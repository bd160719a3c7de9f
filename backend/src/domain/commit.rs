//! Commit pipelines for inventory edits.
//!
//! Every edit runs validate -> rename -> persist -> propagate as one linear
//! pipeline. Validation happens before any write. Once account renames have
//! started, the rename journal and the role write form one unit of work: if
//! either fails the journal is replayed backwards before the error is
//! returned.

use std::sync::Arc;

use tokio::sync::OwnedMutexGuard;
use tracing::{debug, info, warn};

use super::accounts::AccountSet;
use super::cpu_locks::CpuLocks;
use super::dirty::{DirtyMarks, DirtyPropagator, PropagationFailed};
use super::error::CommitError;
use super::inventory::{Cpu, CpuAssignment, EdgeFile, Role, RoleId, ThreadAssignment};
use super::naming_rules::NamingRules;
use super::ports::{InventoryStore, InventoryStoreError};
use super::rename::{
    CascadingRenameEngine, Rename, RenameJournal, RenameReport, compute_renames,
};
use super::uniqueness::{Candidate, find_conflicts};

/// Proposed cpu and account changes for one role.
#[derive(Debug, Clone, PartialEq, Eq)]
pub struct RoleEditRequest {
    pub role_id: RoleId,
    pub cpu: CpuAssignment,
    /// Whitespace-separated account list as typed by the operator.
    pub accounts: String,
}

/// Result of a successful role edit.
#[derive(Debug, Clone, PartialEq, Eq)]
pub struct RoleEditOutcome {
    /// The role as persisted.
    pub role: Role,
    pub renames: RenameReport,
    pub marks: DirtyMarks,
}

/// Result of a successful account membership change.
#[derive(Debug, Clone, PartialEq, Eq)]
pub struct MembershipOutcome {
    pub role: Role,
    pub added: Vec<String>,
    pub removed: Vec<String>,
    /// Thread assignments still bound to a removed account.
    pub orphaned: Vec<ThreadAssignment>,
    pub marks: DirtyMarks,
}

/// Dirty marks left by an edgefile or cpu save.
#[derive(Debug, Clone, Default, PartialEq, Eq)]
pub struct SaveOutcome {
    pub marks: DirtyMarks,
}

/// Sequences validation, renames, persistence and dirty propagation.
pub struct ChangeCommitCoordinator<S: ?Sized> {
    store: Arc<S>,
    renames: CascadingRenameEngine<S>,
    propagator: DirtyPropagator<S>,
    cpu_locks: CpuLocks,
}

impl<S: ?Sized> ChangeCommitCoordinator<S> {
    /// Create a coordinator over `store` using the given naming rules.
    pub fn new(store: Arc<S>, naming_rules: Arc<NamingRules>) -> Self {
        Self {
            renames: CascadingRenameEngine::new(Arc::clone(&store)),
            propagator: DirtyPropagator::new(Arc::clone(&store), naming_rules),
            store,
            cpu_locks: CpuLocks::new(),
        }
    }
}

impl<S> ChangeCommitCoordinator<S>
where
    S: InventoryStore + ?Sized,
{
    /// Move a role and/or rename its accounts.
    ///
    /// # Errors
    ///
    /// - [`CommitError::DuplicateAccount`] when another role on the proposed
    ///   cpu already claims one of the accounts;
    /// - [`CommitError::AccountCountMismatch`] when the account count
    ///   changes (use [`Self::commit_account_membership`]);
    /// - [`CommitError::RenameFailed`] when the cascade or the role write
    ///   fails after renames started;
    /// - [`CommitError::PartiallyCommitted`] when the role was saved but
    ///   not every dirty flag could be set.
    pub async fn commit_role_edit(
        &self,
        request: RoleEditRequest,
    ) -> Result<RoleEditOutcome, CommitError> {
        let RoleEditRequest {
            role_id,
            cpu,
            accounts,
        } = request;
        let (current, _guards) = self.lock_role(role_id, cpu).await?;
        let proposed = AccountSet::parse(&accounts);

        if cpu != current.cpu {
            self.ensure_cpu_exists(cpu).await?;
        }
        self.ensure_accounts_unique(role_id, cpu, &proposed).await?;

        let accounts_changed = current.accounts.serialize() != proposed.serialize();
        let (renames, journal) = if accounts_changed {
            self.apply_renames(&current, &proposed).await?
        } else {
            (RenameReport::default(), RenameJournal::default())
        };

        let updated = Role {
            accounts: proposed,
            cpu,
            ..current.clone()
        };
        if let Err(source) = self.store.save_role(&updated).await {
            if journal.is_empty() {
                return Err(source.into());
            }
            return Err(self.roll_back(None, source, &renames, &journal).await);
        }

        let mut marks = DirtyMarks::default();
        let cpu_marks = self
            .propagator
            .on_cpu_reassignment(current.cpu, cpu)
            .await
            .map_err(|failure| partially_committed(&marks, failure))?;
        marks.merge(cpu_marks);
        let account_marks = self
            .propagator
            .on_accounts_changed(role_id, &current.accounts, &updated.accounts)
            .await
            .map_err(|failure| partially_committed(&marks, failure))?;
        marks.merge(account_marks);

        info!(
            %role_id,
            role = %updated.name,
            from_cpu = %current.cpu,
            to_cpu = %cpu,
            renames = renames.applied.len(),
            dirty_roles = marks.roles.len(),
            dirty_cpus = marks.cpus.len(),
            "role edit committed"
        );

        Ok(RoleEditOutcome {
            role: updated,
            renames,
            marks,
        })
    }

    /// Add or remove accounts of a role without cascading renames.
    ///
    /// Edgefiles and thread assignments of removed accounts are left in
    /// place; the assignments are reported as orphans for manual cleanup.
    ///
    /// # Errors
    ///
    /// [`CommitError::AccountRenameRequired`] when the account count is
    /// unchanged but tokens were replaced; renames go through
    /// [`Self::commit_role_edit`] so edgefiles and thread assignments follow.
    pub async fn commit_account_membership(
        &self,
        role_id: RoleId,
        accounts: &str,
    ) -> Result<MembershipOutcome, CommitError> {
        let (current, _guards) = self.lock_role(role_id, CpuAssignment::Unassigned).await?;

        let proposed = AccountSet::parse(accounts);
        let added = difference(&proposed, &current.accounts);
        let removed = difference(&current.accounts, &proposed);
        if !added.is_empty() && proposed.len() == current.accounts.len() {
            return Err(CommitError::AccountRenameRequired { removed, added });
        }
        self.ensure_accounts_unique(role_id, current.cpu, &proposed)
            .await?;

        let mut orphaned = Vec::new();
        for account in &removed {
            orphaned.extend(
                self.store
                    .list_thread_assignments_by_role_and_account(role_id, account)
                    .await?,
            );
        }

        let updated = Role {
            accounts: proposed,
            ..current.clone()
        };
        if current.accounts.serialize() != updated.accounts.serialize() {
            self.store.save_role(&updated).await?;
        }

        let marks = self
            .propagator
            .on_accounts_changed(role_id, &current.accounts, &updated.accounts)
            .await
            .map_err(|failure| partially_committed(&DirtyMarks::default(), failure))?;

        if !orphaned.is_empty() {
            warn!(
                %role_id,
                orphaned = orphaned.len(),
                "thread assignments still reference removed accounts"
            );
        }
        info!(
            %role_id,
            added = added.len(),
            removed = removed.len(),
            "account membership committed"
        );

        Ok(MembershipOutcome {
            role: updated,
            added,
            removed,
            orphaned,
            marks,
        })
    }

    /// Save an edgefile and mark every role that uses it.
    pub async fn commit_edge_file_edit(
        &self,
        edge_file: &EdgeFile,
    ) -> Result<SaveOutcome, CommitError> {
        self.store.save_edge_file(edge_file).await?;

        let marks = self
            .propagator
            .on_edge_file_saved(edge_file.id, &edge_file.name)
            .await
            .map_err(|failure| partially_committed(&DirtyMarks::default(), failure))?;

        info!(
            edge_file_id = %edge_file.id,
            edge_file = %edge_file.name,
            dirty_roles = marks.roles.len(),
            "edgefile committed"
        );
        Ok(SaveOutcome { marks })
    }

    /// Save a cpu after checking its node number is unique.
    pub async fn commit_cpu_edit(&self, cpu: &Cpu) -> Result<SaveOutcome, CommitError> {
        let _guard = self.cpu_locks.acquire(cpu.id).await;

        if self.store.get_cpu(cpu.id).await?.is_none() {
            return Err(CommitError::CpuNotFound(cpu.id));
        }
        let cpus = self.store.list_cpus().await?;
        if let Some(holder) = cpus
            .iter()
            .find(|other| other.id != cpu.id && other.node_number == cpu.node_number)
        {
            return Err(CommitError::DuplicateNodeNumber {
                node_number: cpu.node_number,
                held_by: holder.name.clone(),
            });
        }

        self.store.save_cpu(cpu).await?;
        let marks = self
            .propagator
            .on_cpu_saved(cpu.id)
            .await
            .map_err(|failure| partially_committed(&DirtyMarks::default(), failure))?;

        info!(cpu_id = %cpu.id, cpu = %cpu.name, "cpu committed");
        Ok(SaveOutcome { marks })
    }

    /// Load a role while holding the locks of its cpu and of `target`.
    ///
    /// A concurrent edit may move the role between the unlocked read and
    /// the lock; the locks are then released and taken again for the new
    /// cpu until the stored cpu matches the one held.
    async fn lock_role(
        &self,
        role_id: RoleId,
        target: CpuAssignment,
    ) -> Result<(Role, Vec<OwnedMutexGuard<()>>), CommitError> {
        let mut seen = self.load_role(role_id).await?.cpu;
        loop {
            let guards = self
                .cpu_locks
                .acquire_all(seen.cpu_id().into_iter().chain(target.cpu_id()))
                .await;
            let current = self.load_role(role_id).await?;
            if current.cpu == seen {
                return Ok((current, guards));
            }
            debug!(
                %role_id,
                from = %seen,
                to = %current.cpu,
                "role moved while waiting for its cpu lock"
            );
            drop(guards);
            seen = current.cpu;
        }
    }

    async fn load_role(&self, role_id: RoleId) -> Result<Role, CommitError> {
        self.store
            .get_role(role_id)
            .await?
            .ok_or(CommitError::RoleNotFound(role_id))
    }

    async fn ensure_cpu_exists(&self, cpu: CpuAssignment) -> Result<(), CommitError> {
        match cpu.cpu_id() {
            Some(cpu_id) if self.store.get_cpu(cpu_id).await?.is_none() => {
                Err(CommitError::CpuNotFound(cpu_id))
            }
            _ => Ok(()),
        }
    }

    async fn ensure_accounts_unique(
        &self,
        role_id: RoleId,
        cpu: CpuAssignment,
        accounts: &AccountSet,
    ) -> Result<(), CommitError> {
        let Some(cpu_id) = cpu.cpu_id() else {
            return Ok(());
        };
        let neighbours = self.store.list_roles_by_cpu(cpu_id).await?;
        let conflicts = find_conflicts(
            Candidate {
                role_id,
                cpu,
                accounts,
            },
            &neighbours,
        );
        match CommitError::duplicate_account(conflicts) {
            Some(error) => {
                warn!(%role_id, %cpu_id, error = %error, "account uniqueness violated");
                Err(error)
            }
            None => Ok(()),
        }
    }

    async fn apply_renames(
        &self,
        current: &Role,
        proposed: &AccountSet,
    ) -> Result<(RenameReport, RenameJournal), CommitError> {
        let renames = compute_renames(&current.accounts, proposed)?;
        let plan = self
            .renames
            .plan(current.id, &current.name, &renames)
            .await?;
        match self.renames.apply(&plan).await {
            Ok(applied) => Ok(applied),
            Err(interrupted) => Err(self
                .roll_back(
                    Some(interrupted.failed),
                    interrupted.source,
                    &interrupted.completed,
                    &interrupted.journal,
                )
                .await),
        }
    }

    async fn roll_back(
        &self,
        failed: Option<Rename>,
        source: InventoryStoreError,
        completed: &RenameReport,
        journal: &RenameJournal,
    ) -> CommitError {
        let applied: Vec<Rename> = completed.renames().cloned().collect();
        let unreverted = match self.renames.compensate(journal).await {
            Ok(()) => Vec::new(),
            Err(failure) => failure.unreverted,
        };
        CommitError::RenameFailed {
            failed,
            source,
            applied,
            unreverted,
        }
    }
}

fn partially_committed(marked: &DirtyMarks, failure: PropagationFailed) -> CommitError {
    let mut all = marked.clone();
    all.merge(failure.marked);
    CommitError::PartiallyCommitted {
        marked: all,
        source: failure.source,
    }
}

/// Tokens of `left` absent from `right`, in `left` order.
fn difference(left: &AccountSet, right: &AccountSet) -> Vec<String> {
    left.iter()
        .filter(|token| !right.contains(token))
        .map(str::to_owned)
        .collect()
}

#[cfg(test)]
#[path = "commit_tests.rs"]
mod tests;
——————————
Activity |
Working from the material above, retype exactly the lines from the one with "self.store.save_edge_file(edge_file).await?;" through the one with "number is unique.", both included, and only those lines.

Response below |
        self.store.save_edge_file(edge_file).await?;

        let marks = self
            .propagator
            .on_edge_file_saved(edge_file.id, &edge_file.name)
            .await
            .map_err(|failure| partially_committed(&DirtyMarks::default(), failure))?;

        info!(
            edge_file_id = %edge_file.id,
            edge_file = %edge_file.name,
            dirty_roles = marks.roles.len(),
            "edgefile committed"
        );
        Ok(SaveOutcome { marks })
    }

    /// Save a cpu after checking its node number is unique.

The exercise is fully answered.